It's a bit more subtle than this, I think. You can have vacuum solutions with curvature. If you think about it, the Schwarzschild solution is a vacuum solution. De Sitter and anti-De Sitter are too. OTOH, the Einstein field equations are nonlinear, so I wouldn't rule out other exotic vacuum solutions with curvature.

Aren't there many examples, at least in principle? In particular:

"Q: The information that gets lost when we go from the Riemann tensor to the Ricci tensor does not affect the energy-momentum tensor nor Einstein’s equations. What is the meaning of this lost information then?
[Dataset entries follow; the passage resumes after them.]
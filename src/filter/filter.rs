use serde_json::Value;

use super::error::FilterError;
use super::filter_order::FilterOrder;
use super::filter_where::FilterWhere;
use super::types::{QueryPlan, SqlResult};
use crate::database::collection::{json_object_sql, Collection, ColumnDef};

/// SQL builder for one list request against one collection.
///
/// Rows come back as a single `row` JSON column built with `json_build_object`,
/// so projection, ordering and paging all happen in one statement.
pub struct Filter<'a> {
    collection: Collection,
    plan: &'a QueryPlan,
    debug_logging: bool,
}

impl<'a> Filter<'a> {
    pub fn new(collection: Collection, plan: &'a QueryPlan) -> Self {
        Self { collection, plan, debug_logging: false }
    }

    /// Log each rendered statement at debug level.
    pub fn debug_logging(mut self, enabled: bool) -> Self {
        self.debug_logging = enabled;
        self
    }

    pub fn to_sql(&self) -> Result<SqlResult, FilterError> {
        let where_result = self.to_where_sql()?;
        let order_clause = FilterOrder::generate(
            &self.plan.sort_or_default(self.collection.created_column()),
            self.collection,
        );

        let query = [
            format!("SELECT {} AS row", self.build_select_clause()),
            format!("FROM \"{}\"", self.collection.table()),
            format!("WHERE {}", where_result.query),
            order_clause,
            format!("LIMIT {} OFFSET {}", self.plan.limit, self.plan.skip),
        ]
        .into_iter()
        .filter(|s| !s.is_empty())
        .collect::<Vec<_>>()
        .join(" ");

        if self.debug_logging {
            tracing::debug!("Filter SQL: {} {:?}", query, where_result.params);
        }

        Ok(SqlResult { query, params: where_result.params })
    }

    pub fn to_where_sql(&self) -> Result<SqlResult, FilterError> {
        let (query, params) = FilterWhere::generate(&self.plan.filter, self.collection, 0)?;
        Ok(SqlResult { query, params })
    }

    /// Total matching the filter, ignoring the page window.
    pub fn to_count_sql(&self) -> Result<SqlResult, FilterError> {
        let where_result = self.to_where_sql()?;
        let query = format!(
            "SELECT COUNT(*) AS count FROM \"{}\" WHERE {}",
            self.collection.table(),
            where_result.query
        );
        Ok(SqlResult { query, params: where_result.params })
    }

    /// Projected columns. Unknown names are ignored and `id` is always present.
    pub fn projected_columns(&self) -> Vec<&'static ColumnDef> {
        let requested = self.plan.select_fields();
        if requested.is_empty() {
            return self.collection.visible_columns().collect();
        }

        let mut columns: Vec<&'static ColumnDef> = self.collection.visible_column("id").into_iter().collect();
        for name in requested {
            if let Some(column) = self.collection.visible_column(name) {
                if !columns.iter().any(|c| c.name == column.name) {
                    columns.push(column);
                }
            }
        }
        columns
    }

    fn build_select_clause(&self) -> String {
        json_object_sql(self.projected_columns())
    }
}

/// Merge a fixed equality condition into a plan's filter, replacing any
/// caller-supplied condition on the same field.
pub fn apply_scope(plan: &mut QueryPlan, field: &str, value: impl Into<String>) {
    if !plan.filter.is_object() {
        plan.filter = Value::Object(Default::default());
    }
    if let Value::Object(filter) = &mut plan.filter {
        filter.insert(field.to_string(), Value::String(value.into()));
    }
}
A: It means that for a given source configuration, there can be many solutions to Einstein’s equations. They all have the same right-hand side, namely \(T^{\mu \nu}\). But they simply have different physical properties. For example, the simplest case is to ask: what if this energy-momentum stuff is zero? If it is zero, does it mean that there is no gravitation, no interesting geometry at all? No. It allows gravitational waves."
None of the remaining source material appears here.